Let there be $k, n \in\mathbb{Z_+}$. These are fixed.

Consider a set of $k$ integers $S=\{0, 1, 2, ... k-1\}$.

We form a sequence $a_1, a_2, ..., a_n$ by picking numbers from $S$ at random with equal probability $1/k$.

The question is - what is the probability of that sequence to be sorted ascending, i.e. $a_1 \leq a_2 \leq ... \leq a_n$?

Case $k \to \infty$:

This allows us to assume (with probability tending to $1$) that all elements $a_1, ..., a_n$ are different. It means that only one ordering out of $n!$ possible is sorted ascending.

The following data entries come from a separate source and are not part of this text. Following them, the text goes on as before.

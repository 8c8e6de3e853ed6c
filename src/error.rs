//! Error types for command startup.

use crate::components::Component;

/// Failure of the bootstrap step. Any variant aborts startup.
#[derive(Debug, Clone, PartialEq, Eq, thiserror::Error)]
pub enum BootstrapError {
    /// A requested kind has no registered factory (strict mode only).
    #[error("unknown {component} kind {kind:?}; registered: {registered:?}")]
    UnknownKind {
        component: Component,
        kind: String,
        registered: Vec<String>,
    },
}

/// Failure of `Cmd::try_init_from`.
#[derive(Debug, thiserror::Error)]
pub enum CmdError {
    /// Flag parsing failed, or help/version was requested.
    #[error(transparent)]
    Cli(#[from] clap::Error),

    #[error("bootstrap failed: {0}")]
    Bootstrap(#[from] BootstrapError),

    #[error("action failed: {0}")]
    Action(String),
}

And since all orderings are equally likely (not sure why though), the probability of the sequence to be sorted is

$$\frac{1}{n!}.$$

Case k = 2:

Now we have zeroes and ones which come to the resulting sequence with probability $0.5$ each. So the probability of any particular n-sequence is $\frac{1}{2^n}$.

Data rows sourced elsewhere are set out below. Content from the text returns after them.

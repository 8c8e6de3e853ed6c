//! Structured logging driven by the pass-through logging flags.
//!
//! # Responsibilities
//! - Translate `logtostderr`, `alsologtostderr`, `log_dir`,
//!   `stderrthreshold`, `v`, `vmodule` and `log_backtrace_at` into a
//!   [`LogConfig`]
//! - Install the `tracing` subscriber once per process
//!
//! # Design Decisions
//! - Values that do not parse are ignored and reported after installation
//! - `RUST_LOG` still applies; `v` only sets the default level
//! - An already-installed subscriber is left in place

use std::backtrace::Backtrace;
use std::fmt;
use std::fs::{self, OpenOptions};
use std::io::Write;
use std::path::PathBuf;
use std::str::FromStr;
use std::sync::Mutex;

use tracing::level_filters::LevelFilter;
use tracing::{Event, Level, Subscriber};
use tracing_subscriber::filter::Directive;
use tracing_subscriber::layer::{Context, SubscriberExt};
use tracing_subscriber::util::SubscriberInitExt;
use tracing_subscriber::{fmt as fmt_layer, EnvFilter, Layer};

use crate::config::LogFlags;

/// Severity names accepted by `stderrthreshold`.
#[derive(Debug, Clone, Copy, PartialEq, Eq, PartialOrd, Ord)]
pub enum Severity {
    Info,
    Warning,
    Error,
    Fatal,
}

impl Severity {
    pub fn level(self) -> Level {
        match self {
            Severity::Info => Level::INFO,
            Severity::Warning => Level::WARN,
            Severity::Error | Severity::Fatal => Level::ERROR,
        }
    }
}

impl FromStr for Severity {
    type Err = String;

    fn from_str(s: &str) -> Result<Self, Self::Err> {
        match s.to_ascii_uppercase().as_str() {
            "INFO" | "0" => Ok(Severity::Info),
            "WARNING" | "1" => Ok(Severity::Warning),
            "ERROR" | "2" => Ok(Severity::Error),
            "FATAL" | "3" => Ok(Severity::Fatal),
            other => Err(format!("unknown severity {other:?}")),
        }
    }
}

/// Source location that triggers a backtrace dump.
#[derive(Debug, Clone, PartialEq, Eq)]
pub struct BacktraceAt {
    pub file: String,
    pub line: u32,
}

impl FromStr for BacktraceAt {
    type Err = String;

    fn from_str(s: &str) -> Result<Self, Self::Err> {
        let (file, line) = s
            .rsplit_once(':')
            .ok_or_else(|| format!("expected file:N, got {s:?}"))?;
        let line = line
            .parse()
            .map_err(|_| format!("invalid line number in {s:?}"))?;
        if file.is_empty() {
            return Err(format!("missing file name in {s:?}"));
        }
        Ok(Self {
            file: file.to_string(),
            line,
        })
    }
}

/// A flag value that could not be used.
#[derive(Debug, Clone, PartialEq, Eq)]
pub struct IgnoredValue {
    pub flag: &'static str,
    pub value: String,
    pub reason: String,
}

impl fmt::Display for IgnoredValue {
    fn fmt(&self, f: &mut fmt::Formatter<'_>) -> fmt::Result {
        write!(f, "--{}={:?}: {}", self.flag, self.value, self.reason)
    }
}

/// Logging settings derived from the logging flags.
#[derive(Debug, Clone, PartialEq, Eq)]
pub struct LogConfig {
    pub to_stderr: bool,
    pub also_to_stderr: bool,
    pub log_dir: Option<PathBuf>,
    pub stderr_threshold: Severity,
    pub verbosity: Level,
    pub module_levels: Vec<(String, Level)>,
    pub backtrace_at: Option<BacktraceAt>,
    pub ignored: Vec<IgnoredValue>,
}

impl Default for LogConfig {
    fn default() -> Self {
        Self {
            to_stderr: false,
            also_to_stderr: false,
            log_dir: None,
            stderr_threshold: Severity::Error,
            verbosity: Level::INFO,
            module_levels: Vec::new(),
            backtrace_at: None,
            ignored: Vec::new(),
        }
    }
}

/// Map a V level onto a tracing level.
fn verbosity_level(raw: &str) -> Result<Level, String> {
    let v: i32 = raw
        .trim()
        .parse()
        .map_err(|_| format!("expected an integer, got {raw:?}"))?;
    Ok(match v {
        i32::MIN..=0 => Level::INFO,
        1 => Level::DEBUG,
        _ => Level::TRACE,
    })
}

impl LogConfig {
    pub fn from_flags(flags: &LogFlags) -> Self {
        let mut config = Self {
            to_stderr: flags.logtostderr,
            also_to_stderr: flags.alsologtostderr,
            log_dir: (!flags.log_dir.is_empty()).then(|| PathBuf::from(&flags.log_dir)),
            ..Self::default()
        };

        if !flags.stderrthreshold.is_empty() {
            match flags.stderrthreshold.parse() {
                Ok(severity) => config.stderr_threshold = severity,
                Err(reason) => config.ignore("stderrthreshold", &flags.stderrthreshold, reason),
            }
        }

        if !flags.v.is_empty() {
            match verbosity_level(&flags.v) {
                Ok(level) => config.verbosity = level,
                Err(reason) => config.ignore("v", &flags.v, reason),
            }
        }

        for entry in flags.vmodule.split(',').filter(|e| !e.is_empty()) {
            let parsed = entry
                .split_once('=')
                .ok_or_else(|| "expected pattern=N".to_string())
                .and_then(|(pattern, v)| {
                    let pattern = pattern.replace('*', "");
                    if pattern.is_empty() {
                        return Err("empty pattern".to_string());
                    }
                    Ok((pattern, verbosity_level(v)?))
                });
            match parsed {
                Ok(module) => config.module_levels.push(module),
                Err(reason) => config.ignore("vmodule", entry, reason),
            }
        }

        if !flags.log_backtrace_at.is_empty() {
            match flags.log_backtrace_at.parse() {
                Ok(at) => config.backtrace_at = Some(at),
                Err(reason) => config.ignore("log_backtrace_at", &flags.log_backtrace_at, reason),
            }
        }

        config
    }

    fn ignore(&mut self, flag: &'static str, value: &str, reason: String) {
        self.ignored.push(IgnoredValue {
            flag,
            value: value.to_string(),
            reason,
        });
    }

    /// Level filter for the stderr layer.
    pub fn stderr_filter(&self) -> LevelFilter {
        if self.to_stderr || self.also_to_stderr {
            LevelFilter::TRACE
        } else {
            LevelFilter::from_level(self.stderr_threshold.level())
        }
    }

    /// Path of the log file, or `None` when logging only to stderr.
    pub fn log_file(&self, program: &str) -> Option<PathBuf> {
        if self.to_stderr {
            return None;
        }
        let dir = self.log_dir.clone().unwrap_or_else(std::env::temp_dir);
        Some(dir.join(format!("{program}.log")))
    }

    /// Global filter: `RUST_LOG` if set, the V level by default, then one
    /// directive per `vmodule` entry.
    pub fn env_filter(&self) -> EnvFilter {
        let mut filter = EnvFilter::builder()
            .with_default_directive(LevelFilter::from_level(self.verbosity).into())
            .from_env_lossy();
        for (pattern, level) in &self.module_levels {
            match format!("{pattern}={}", level.as_str().to_ascii_lowercase()).parse::<Directive>() {
                Ok(directive) => filter = filter.add_directive(directive),
                Err(e) => tracing::warn!(pattern = %pattern, error = %e, "Ignoring vmodule entry"),
            }
        }
        filter
    }

    /// Install the process subscriber.
    ///
    /// Returns `false` when a subscriber was already installed; the existing
    /// one is kept.
    pub fn install(&self, program: &str) -> bool {
        let mut ignored = self.ignored.clone();

        let file_layer = self.log_file(program).and_then(|path| {
            let opened = path
                .parent()
                .map_or(Ok(()), fs::create_dir_all)
                .and_then(|()| OpenOptions::new().create(true).append(true).open(&path));
            match opened {
                Ok(file) => Some(
                    fmt_layer::layer()
                        .with_ansi(false)
                        .with_writer(Mutex::new(file)),
                ),
                Err(e) => {
                    ignored.push(IgnoredValue {
                        flag: "log_dir",
                        value: path.display().to_string(),
                        reason: e.to_string(),
                    });
                    None
                }
            }
        });
        let to_stderr_only = file_layer.is_none();

        let stderr_filter = if to_stderr_only {
            LevelFilter::TRACE
        } else {
            self.stderr_filter()
        };
        let stderr_layer = fmt_layer::layer()
            .with_writer(std::io::stderr)
            .with_filter(stderr_filter);

        let installed = tracing_subscriber::registry()
            .with(self.env_filter())
            .with(file_layer)
            .with(stderr_layer)
            .with(self.backtrace_at.clone().map(BacktraceLayer))
            .try_init()
            .is_ok();

        for value in &ignored {
            tracing::warn!(ignored = %value, "Ignoring logging flag value");
        }
        if !installed {
            tracing::debug!("Logging subscriber already installed; keeping it");
        }
        installed
    }
}

/// Dumps a backtrace to stderr when an event fires at the configured line.
struct BacktraceLayer(BacktraceAt);

impl BacktraceLayer {
    fn matches(&self, file: Option<&str>, line: Option<u32>) -> bool {
        line == Some(self.0.line) && file.is_some_and(|f| f.ends_with(self.0.file.as_str()))
    }
}

impl<S: Subscriber> Layer<S> for BacktraceLayer {
    fn on_event(&self, event: &Event<'_>, _ctx: Context<'_, S>) {
        let meta = event.metadata();
        if self.matches(meta.file(), meta.line()) {
            let backtrace = Backtrace::force_capture();
            let mut stderr = std::io::stderr().lock();
            let _ = writeln!(stderr, "backtrace at {}:{}\n{backtrace}", self.0.file, self.0.line);
        }
    }
}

Let us count the number of possible sorted sequences:

$$0, 0, 0, \ldots, 0, 0$$ $$0, 0, 0, \ldots, 0, 1$$ $$0, 0, 0, \ldots, 1, 1$$ $$\ldots$$ $$0, 0, 1, \ldots, 1, 1$$ $$0, 1, 1, \ldots, 1, 1$$ $$1, 1, 1, \ldots, 1, 1$$

These total to $(n+1)$ possible sequences. Now again, any sequence is equally likely, so the probability of the sequence to be sorted is

$$ \frac{n+1}{2^n}. $$

Question:

I have no idea how to generalize it well for arbitrary $k, n$. Maybe we can tackle it together since my mathematical skills aren't really that high.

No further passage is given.